• [Given records]
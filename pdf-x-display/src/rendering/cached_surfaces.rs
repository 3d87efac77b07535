//! Pool of off-screen surfaces reused across groups, masks and patterns.

use std::num::NonZeroUsize;

use lru::LruCache;
use tracing::trace;

use crate::core::error::PDFResult;
use crate::rendering::device::Device;

/// Upper bound on surfaces kept alive between uses.
const MAX_CACHED_SURFACES: usize = 32;

/// What an off-screen surface is used for.
#[derive(Debug, Clone, Copy, PartialEq, Eq, Hash)]
pub enum SurfacePurpose {
    /// Page layer used when the output keeps transparency
    Transparent,
    Group { level: usize },
    SoftMask { level: usize, slot: usize },
    SMaskGroup { level: usize },
    TilingPattern,
}

#[derive(Debug, Clone, Copy, PartialEq, Eq, Hash)]
pub struct SurfaceKey {
    pub purpose: SurfacePurpose,
    /// Nesting depth of the rendering context that owns the surface
    pub generation: usize,
}

impl SurfaceKey {
    pub fn new(purpose: SurfacePurpose, generation: usize) -> Self {
        SurfaceKey {
            purpose,
            generation,
        }
    }
}

/// Surfaces are moved out with [`CachedSurfaces::take`] while in use and
/// handed back with [`CachedSurfaces::put`].
pub struct CachedSurfaces {
    cache: LruCache<SurfaceKey, Box<dyn Device>>,
}

impl Default for CachedSurfaces {
    fn default() -> Self {
        CachedSurfaces {
            cache: LruCache::new(
                NonZeroUsize::new(MAX_CACHED_SURFACES).unwrap_or(NonZeroUsize::MIN),
            ),
        }
    }
}

impl CachedSurfaces {
    /// A cleared `width` x `height` surface for `key`, reused when a
    /// matching one is cached, otherwise created from `factory`.
    pub fn take(
        &mut self,
        key: SurfaceKey,
        width: u32,
        height: u32,
        factory: &dyn Device,
    ) -> PDFResult<Box<dyn Device>> {
        if let Some(mut device) = self.cache.pop(&key) {
            if device.width() == width && device.height() == height {
                trace!(?key, width, height, "Reusing cached surface");
                device.clear();
                return Ok(device);
            }
        }
        factory.create_offscreen(width, height)
    }

    pub fn put(&mut self, key: SurfaceKey, mut device: Box<dyn Device>) {
        // Leave no state behind for the next user.
        device.begin_path();
        self.cache.put(key, device);
    }

    pub fn len(&self) -> usize {
        self.cache.len()
    }

    pub fn is_empty(&self) -> bool {
        self.cache.is_empty()
    }

    pub fn clear(&mut self) {
        self.cache.clear();
    }
}
#[cfg(test)]
mod tests {
    use super::*;
    use crate::core::font::{FontData, Glyph};
    use crate::core::operator_list::{OpArgs, SMaskSubtype, numbers};
    use crate::rendering::device::TestDevice;
    use crate::rendering::skia_device::SkiaDevice;
    use crate::rendering::viewport::ViewportParameters;
    use smallvec::smallvec;

    fn context() -> RenderingContext {
        RenderingContext::new(Arc::new(PDFObjects::new()), Arc::new(PDFObjects::new()))
    }

    fn viewport(size: f64) -> PageViewport {
        PageViewport::new(ViewportParameters {
            view_box: [0.0, 0.0, size, size],
            ..Default::default()
        })
        .unwrap()
    }

    fn fill_rect(list: &mut OperatorList, rgb: [f64; 3], rect: [f64; 4]) {
        list.add_op(OpCode::SetFillRGBColor, numbers(&rgb));
        list.add_op(OpCode::Rectangle, numbers(&rect));
        list.add_op(OpCode::Fill, OpArgs::new());
    }

    fn run(context: &mut RenderingContext, device: &mut dyn Device, list: &OperatorList) {
        context.begin_drawing(device, &viewport(10.0), None, None, false).unwrap();
        let step = context.execute_operator_list(device, list, 0, false).unwrap();
        assert!(matches!(step, Step::Done(n) if n == list.len()));
        context.end_drawing(device).unwrap();
    }

    #[test]
    fn test_crop_bitmap_rejects_out_of_bounds_placements() {
        let image = ImageBitmap {
            width: 4,
            height: 2,
            data: (0u8..32).collect::<Vec<u8>>().into(),
        };
        let placement = |x, y, w, h| InlineImagePlacement {
            transform: [1.0, 0.0, 0.0, 1.0, 0.0, 0.0],
            x,
            y,
            w,
            h,
        };

        let part = crop_bitmap(&image, &placement(1, 1, 2, 1)).unwrap();
        assert_eq!((part.width, part.height), (2, 1));
        assert_eq!(&part.data[..], &[20, 21, 22, 23, 24, 25, 26, 27]);

        assert!(crop_bitmap(&image, &placement(3, 0, 2, 1)).is_none());
        assert!(crop_bitmap(&image, &placement(u32::MAX, 0, 2, 1)).is_none());
        assert!(crop_bitmap(&image, &placement(0, 1, 1, u32::MAX)).is_none());
        assert!(crop_bitmap(&image, &placement(0, 0, 0, 1)).is_none());
    }

    #[test]
    fn test_fill_reaches_device() {
        let mut list = OperatorList::new();
        fill_rect(&mut list, [1.0, 0.0, 0.0], [0.0, 0.0, 5.0, 5.0]);

        let mut device = TestDevice::new(10, 10);
        run(&mut context(), &mut device, &list);

        // Page space is y-up, so the square lands in the bottom-left corner.
        assert_eq!(device.pixel(2, 8), [255, 0, 0, 255]);
        assert_eq!(device.pixel(8, 2), [255, 255, 255, 255]);
        assert!(device
            .operations()
            .contains(&"draw_path(fill, NonZero)".to_string()));
    }

    #[test]
    fn test_unknown_opcode_is_skipped() {
        let mut list = OperatorList::new();
        list.fn_array.push(200);
        list.args_array.push(OpArgs::new());
        fill_rect(&mut list, [0.0, 0.0, 1.0], [0.0, 0.0, 10.0, 10.0]);

        let mut device = TestDevice::new(10, 10);
        run(&mut context(), &mut device, &list);
        assert_eq!(device.pixel(5, 5), [0, 0, 255, 255]);
    }

    #[test]
    fn test_end_drawing_unwinds_saves() {
        let mut list = OperatorList::new();
        list.add_op(OpCode::Save, OpArgs::new());
        list.add_op(OpCode::Save, OpArgs::new());
        list.add_op(OpCode::Transform, numbers(&[2.0, 0.0, 0.0, 2.0, 0.0, 0.0]));

        let mut device = TestDevice::new(10, 10);
        let mut context = context();
        context.begin_drawing(&mut device, &viewport(10.0), None, None, false).unwrap();
        context.execute_operator_list(&mut device, &list, 0, true).unwrap();
        assert_eq!(context.state_depth(), 2);
        context.end_drawing(&mut device).unwrap();
        assert_eq!(context.state_depth(), 0);
        assert_eq!(device.get_transform(), IDENTITY);
    }

    #[tokio::test]
    async fn test_dependency_blocks_until_resolved() {
        let objs = Arc::new(PDFObjects::new());
        let mut context = RenderingContext::new(Arc::new(PDFObjects::new()), Arc::clone(&objs));
        let mut list = OperatorList::new();
        list.add_dependency("img_p0_1");
        list.add_op(OpCode::PaintImageXObject, smallvec![OpArg::Name("img_p0_1".into())]);

        let mut device = TestDevice::new(10, 10);
        context.begin_drawing(&mut device, &viewport(10.0), None, None, false).unwrap();
        let step = context.execute_operator_list(&mut device, &list, 0, true).unwrap();
        let (index, pending) = match step {
            Step::Blocked { index, pending } => (index, pending),
            other => panic!("expected a dependency stall, got {:?}", other),
        };
        assert_eq!(index, 0);

        objs.resolve(
            "img_p0_1",
            PoolObject::Image(Arc::new(ImageBitmap {
                width: 1,
                height: 1,
                data: vec![0, 255, 0, 255].into(),
            })),
        );
        pending.await.unwrap();
        let step = context.execute_operator_list(&mut device, &list, index, true).unwrap();
        assert!(matches!(step, Step::Done(2)));
        assert!(device
            .operations()
            .iter()
            .any(|op| op.starts_with("draw_image(1x1")));
        // The unit square of page space is the bottom-left pixel.
        assert_eq!(device.pixel(0, 9), [0, 255, 0, 255]);
    }

    #[test]
    fn test_resume_past_end_is_done() {
        let mut list = OperatorList::new();
        list.add_op(OpCode::Save, OpArgs::new());
        let mut device = TestDevice::new(4, 4);
        let step = context().execute_operator_list(&mut device, &list, 1, true).unwrap();
        assert!(matches!(step, Step::Done(1)));
    }

    #[test]
    fn test_transparency_group_composites_onto_parent() {
        let mut list = OperatorList::new();
        list.add_op(
            OpCode::BeginGroup,
            smallvec![OpArg::Group(Box::new(GroupOptions {
                matrix: None,
                bbox: [0.0, 0.0, 10.0, 10.0],
                smask: None,
                isolated: true,
                knockout: false,
            }))],
        );
        fill_rect(&mut list, [1.0, 0.0, 0.0], [0.0, 0.0, 5.0, 5.0]);
        list.add_op(OpCode::EndGroup, OpArgs::new());

        let mut device = TestDevice::new(10, 10);
        let mut context = context();
        run(&mut context, &mut device, &list);
        assert_eq!(device.pixel(2, 8), [255, 0, 0, 255]);
        assert_eq!(device.pixel(8, 2), [255, 255, 255, 255]);
        assert_eq!(context.group_level, 0);
    }

    #[test]
    fn test_luminosity_soft_mask_hides_dark_areas() {
        let mut list = OperatorList::new();
        // Mask: white on the right half, nothing on the left.
        list.add_op(
            OpCode::BeginGroup,
            smallvec![OpArg::Group(Box::new(GroupOptions {
                matrix: None,
                bbox: [0.0, 0.0, 10.0, 10.0],
                smask: Some(SMaskOptions {
                    subtype: SMaskSubtype::Luminosity,
                    backdrop: None,
                    transfer_map: None,
                }),
                isolated: true,
                knockout: false,
            }))],
        );
        fill_rect(&mut list, [1.0, 1.0, 1.0], [5.0, 0.0, 5.0, 10.0]);
        list.add_op(OpCode::EndGroup, OpArgs::new());

        list.add_op(OpCode::Save, OpArgs::new());
        list.add_op(OpCode::SetGState, smallvec![OpArg::GState(vec![GStateEntry::SMask(true)])]);
        fill_rect(&mut list, [1.0, 0.0, 0.0], [0.0, 0.0, 10.0, 10.0]);
        list.add_op(OpCode::Restore, OpArgs::new());

        let mut device = TestDevice::new(10, 10);
        let mut context = context();
        run(&mut context, &mut device, &list);
        assert_eq!(device.pixel(2, 5), [255, 255, 255, 255]);
        assert_eq!(device.pixel(7, 5), [255, 0, 0, 255]);
        assert!(context.layers.is_empty());
    }

    #[test]
    fn test_tiling_pattern_fill() {
        let mut cell = OperatorList::new();
        fill_rect(&mut cell, [1.0, 0.0, 0.0], [0.0, 0.0, 10.0, 10.0]);
        let pattern = PatternIR::Tiling(TilingPatternIR {
            operator_list: cell,
            matrix: IDENTITY,
            bbox: [0.0, 0.0, 10.0, 10.0],
            x_step: 10.0,
            y_step: 10.0,
            paint_type: 1,
            color: None,
        });

        let mut list = OperatorList::new();
        list.add_op(OpCode::SetFillColorN, smallvec![OpArg::Pattern(Box::new(pattern))]);
        list.add_op(OpCode::Rectangle, numbers(&[0.0, 0.0, 20.0, 20.0]));
        list.add_op(OpCode::Fill, OpArgs::new());

        let mut device = SkiaDevice::new(20, 20).unwrap();
        let mut context = context();
        context.begin_drawing(&mut device, &viewport(20.0), None, None, false).unwrap();
        context.execute_operator_list(&mut device, &list, 0, false).unwrap();
        context.end_drawing(&mut device).unwrap();

        let data = device.get_image_data();
        let pixel = |x: usize, y: usize| data.data[(y * 20 + x) * 4..(y * 20 + x) * 4 + 4].to_vec();
        assert_eq!(pixel(5, 5), vec![255, 0, 0, 255]);
        assert_eq!(pixel(15, 15), vec![255, 0, 0, 255]);
    }

    #[test]
    fn test_size_and_scale_caps_large_cells() {
        assert_eq!(size_and_scale(10.0, 100, 1.5), (15, 1.5));
        let (size, scale) = size_and_scale(10_000.0, 100, 1.0);
        assert_eq!(size, MAX_PATTERN_SIZE);
        assert_eq!(scale, 1.0);
    }

    fn glyph(ch: &str, width: f64) -> Glyph {
        Glyph {
            font_char: ch.to_string(),
            unicode: ch.to_string(),
            width,
            is_in_font: true,
            ..Default::default()
        }
    }

    #[test]
    fn test_text_falls_back_to_host_font_and_advances() {
        let common_objs = Arc::new(PDFObjects::new());
        common_objs.resolve(
            "g_font_1",
            PoolObject::Font(Arc::new(FontResource::from_error("g_font_1"))),
        );
        let mut context = RenderingContext::new(common_objs, Arc::new(PDFObjects::new()));

        let mut list = OperatorList::new();
        list.add_op(OpCode::BeginText, OpArgs::new());
        list.add_op(
            OpCode::SetFont,
            smallvec![OpArg::Name("g_font_1".into()), OpArg::Number(10.0)],
        );
        list.add_op(
            OpCode::ShowText,
            smallvec![OpArg::Glyphs(vec![
                GlyphItem::Glyph(glyph("A", 500.0)),
                GlyphItem::Spacing(-100.0),
                GlyphItem::Glyph(glyph("B", 500.0)),
            ])],
        );

        let mut device = TestDevice::new(10, 10);
        context.begin_drawing(&mut device, &viewport(10.0), None, None, false).unwrap();
        context.execute_operator_list(&mut device, &list, 0, false).unwrap();

        // 500/1000 * 10 per glyph plus 100/1000 * 10 of spacing.
        assert!((context.current_state().x - 11.0).abs() < 1e-9);
        let texts: Vec<_> = device
            .operations()
            .iter()
            .filter(|op| op.starts_with("fill_text"))
            .cloned()
            .collect();
        assert_eq!(
            texts,
            vec![
                "fill_text(sans-serif, 10, \"A\")".to_string(),
                "fill_text(sans-serif, 10, \"B\")".to_string(),
            ]
        );
    }

    #[test]
    fn test_type3_glyph_runs_char_proc() {
        let mut char_proc = OperatorList::new();
        fill_rect(&mut char_proc, [0.0, 0.0, 0.0], [0.0, 0.0, 1000.0, 1000.0]);
        let mut data = FontData {
            loaded_name: "g_t3".to_string(),
            is_type3: true,
            ..Default::default()
        };
        data.char_procs.insert("a".to_string(), char_proc);
        let font = FontResource::load(data).unwrap();

        let common_objs = Arc::new(PDFObjects::new());
        common_objs.resolve("g_t3", PoolObject::Font(Arc::new(font)));
        let mut context = RenderingContext::new(common_objs, Arc::new(PDFObjects::new()));

        let mut list = OperatorList::new();
        list.add_op(OpCode::BeginText, OpArgs::new());
        list.add_op(
            OpCode::SetFont,
            smallvec![OpArg::Name("g_t3".into()), OpArg::Number(2.0)],
        );
        let mut glyph = glyph("a", 1000.0);
        glyph.operator_list_id = Some("a".to_string());
        list.add_op(OpCode::ShowText, smallvec![OpArg::Glyphs(vec![GlyphItem::Glyph(glyph)])]);
        list.add_op(OpCode::EndText, OpArgs::new());

        let mut device = TestDevice::new(10, 10);
        run(&mut context, &mut device, &list);
        // A 1000-unit glyph at size 2 covers two user units.
        assert_eq!(device.pixel(1, 9), [0, 0, 0, 255]);
        assert_eq!(device.pixel(3, 9), [255, 255, 255, 255]);
    }

    #[test]
    fn test_missing_argument_is_an_error() {
        let mut list = OperatorList::new();
        list.add_op(OpCode::SetLineWidth, OpArgs::new());
        let mut device = TestDevice::new(4, 4);
        let result = context().execute_operator_list(&mut device, &list, 0, false);
        assert!(matches!(result, Err(PDFError::RenderingError(_))));
    }

    #[test]
    fn test_image_mask_uses_fill_color() {
        let mut list = OperatorList::new();
        list.add_op(OpCode::SetFillRGBColor, numbers(&[0.0, 0.0, 1.0]));
        list.add_op(OpCode::Transform, numbers(&[10.0, 0.0, 0.0, 10.0, 0.0, 0.0]));
        list.add_op(
            OpCode::PaintImageMaskXObject,
            smallvec![OpArg::ImageMask(Box::new(crate::core::image::ImageMask {
                width: 2,
                height: 1,
                // Left pixel painted, right pixel transparent.
                data: vec![0b0100_0000].into(),
            }))],
        );

        let mut device = TestDevice::new(10, 10);
        run(&mut context(), &mut device, &list);
        assert_eq!(device.pixel(2, 5), [0, 0, 255, 255]);
        assert_eq!(device.pixel(7, 5), [255, 255, 255, 255]);
    }
}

• [What the task requires] Would you filter the entries above and keep each line that has the word "struct"?

• [Task solution]
pub struct SurfaceKey {
pub struct CachedSurfaces {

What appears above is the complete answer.